Ronon was shooting but the energy pulses of his own weapon had no effect. Bullets ricocheted off its skin. And before Rodney could so much as protest and babble about not having what he needed right there, wraith-Lorne was holding up his radio and shouting at Sheppard, "One word and she's dead."

"Stand down!" Sheppard yelled at everyone. The room went still. "That's not how this has to go," he said.

"It wouldn't if your people would stop shooting at us," said wraith-Lorne, angrily.

"They wouldn't shoot if your pet lizard would stop attacking my people!" Sheppard shouted right back, and it was the wrong thing to say because the alien threw Rodney like he weighed nothing over the second row of consoles and went for Sheppard.

He barely dodged in time, and chaos erupted once more. Sheppard was already retreating over the bridge to Elizabeth's office with Chuck behind him. Ronon grabbed Zelenka by the collar and leaped for Rodney, shoving him toward the transporter. "Go! Go!" he said, shooing Cadman too, and pulling Rodney's arm over his shoulder. Of the Atlantis soldiers on duty, four were dead, the others were retreating. As soon as Ronon and Rodney slammed into the transporter, Zelenka got them out of there. Only just in time. They stumbled into the hallway that led to the labs and the lights winked out. The dim glow of the moon and stars filtering in from the windows was their only light.

The aliens had control of the city.

Rodney stumbled, his hand going to his head.

"You okay?" asked Ronon.

"No," said Rodney. "I feel like my head has been shaken and stirred. What the hell was that?"

"No idea. But it's not going to be easy to kill."

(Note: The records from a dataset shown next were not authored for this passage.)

//! Browse session events
//!
//! The browse page posts each user action here and swaps the returned
//! results fragment into place. `204 No Content` means the action was
//! debounced, superseded by a newer one, or changed nothing.

use axum::{
    Json, Router,
    extract::State,
    http::{HeaderMap, StatusCode},
    response::{IntoResponse, Response},
    routing::post,
};
use axum_extra::extract::CookieJar;
use axum_extra::extract::cookie::{Cookie, SameSite};

use super::locale;
use crate::AppState;
use crate::auth::MaybeUser;
use crate::error::AppError;
use crate::render::{self, DateLocale, PaginationView, PostCard, ResultsFragment, ResultsView};
use crate::service::{BrowseEvent, BrowseSessions, SESSION_COOKIE, SessionOutcome};

pub fn browse_router() -> Router<AppState> {
    Router::new().route("/browse/session/events", post(session_event))
}

/// Session id from the cookie, minting and setting a new one when absent
pub(super) fn browse_session(jar: CookieJar, secure: bool) -> (CookieJar, String) {
    if let Some(id) = jar
        .get(SESSION_COOKIE)
        .map(|cookie| cookie.value().to_string())
        .filter(|id| !id.is_empty())
    {
        return (jar, id);
    }

    let id = BrowseSessions::new_session_id();
    let cookie = Cookie::build((SESSION_COOKIE, id.clone()))
        .path("/")
        .http_only(true)
        .secure(secure)
        .same_site(SameSite::Lax)
        .build();
    (jar.add(cookie), id)
}

/// Results area for a session outcome; `None` when nothing should change
pub(super) fn results_view(outcome: SessionOutcome, locale: DateLocale) -> Option<ResultsView> {
    match outcome {
        SessionOutcome::Loaded {
            result,
            filters,
            links,
        } => {
            let cards = result
                .posts
                .iter()
                .map(|post| PostCard::from_archive(post, result.is_favorited(&post.id), locale))
                .collect();
            Some(ResultsView::page(
                cards,
                result.page,
                result.page_size,
                result.total,
                PaginationView::new(&links, &filters),
            ))
        }
        SessionOutcome::Failed {
            error,
            filters,
            links,
        } => {
            tracing::warn!(%error, "Browse page failed to load");
            Some(ResultsView::error(PaginationView::new(&links, &filters)))
        }
        SessionOutcome::Superseded | SessionOutcome::Unchanged => None,
    }
}

async fn session_event(
    State(state): State<AppState>,
    user: MaybeUser,
    headers: HeaderMap,
    jar: CookieJar,
    Json(event): Json<BrowseEvent>,
) -> Result<Response, AppError> {
    let (jar, session_id) = browse_session(jar, state.config.should_use_secure_cookies());
    let searched = match &event {
        BrowseEvent::SearchInput { term } | BrowseEvent::SearchSubmit { term } => {
            Some(term.clone())
        }
        _ => None,
    };

    let outcome = state
        .sessions
        .dispatch(&session_id, event, user.user_id())
        .await?;

    if let (Some(user_id), Some(term), SessionOutcome::Loaded { filters, .. }) =
        (user.user_id(), searched.as_deref(), &outcome)
    {
        state
            .activity
            .record_search(user_id, term, filters.page_href(1))
            .await;
    }

    let response = match results_view(outcome, locale(&headers)) {
        Some(results) => render::html(&ResultsFragment { results }),
        None => StatusCode::NO_CONTENT.into_response(),
    };
    Ok((jar, response).into_response())
}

Author: And this is as far as I got before I got stuck in logic and logistics. WHAT HAPPENS NEXT: On Atlantis the scarren-Lorne's gate team is going after the wormhole information in trade for Weir, while the various groups of Atlantis people try to stop them. There is cat and mouse fighting in the halls as they race for the info. John Crichton has destroyed most of it, but one back-up remains because McKay is paranoid about backups. Aeryn, Scorpius, and Teyla are one group. Ronon, Radek and Rodney are another. John Sheppard and John Crichton are together. Elizabeth is with part of the scarren-Atlantis team to start with. While they are all running around, the wormhole outside is destabilizing, and if they don't close it properly, it could take this section of space-time with them. At some point, Crichton and Aeryn's group intersect. At some point, McKay gets the wormhole data backup, though then he, Ronon and Radek are faced with part of the scarren-Atlantis team (or just Ekmar) who catches up to them. They escape at the last minute thanks to a distraction from Sheppard, Crichton and the others. The question is, do they destroy it or not? Rodney thinks they need the data to figure out how to stabilize the wormhole and wins that argument. The groups shuffle, Rodney, Radek, Crichton, Aeryn to go work on the wormhole problem. Ronon, Sheppard, Teyla, and Scoripus to go deal with the scarren-Atlantis team, who they are holding off. Meanwhile, Elizabeth and Cadman are dealing with the members of the scarren-Atlantis team at the jumper. In the end, the wormhole is stabilized, the scarren-Atlanis team is successfully dealt with. Crichton pulls a fast one to destroy the wormhole data because Scorpius wants it. Many feelings are hurt and there is much outrage from McKay. Crichton and Aeryn finally deal with some of their shit. They have to decide whether or not they go back through the wormhole to the Uncharted Terrirories, but Scorpius's threats really force their hand to going back. Everyone says goodbye, and they make a new wormhole (that won't destabilize because reasons) and go back.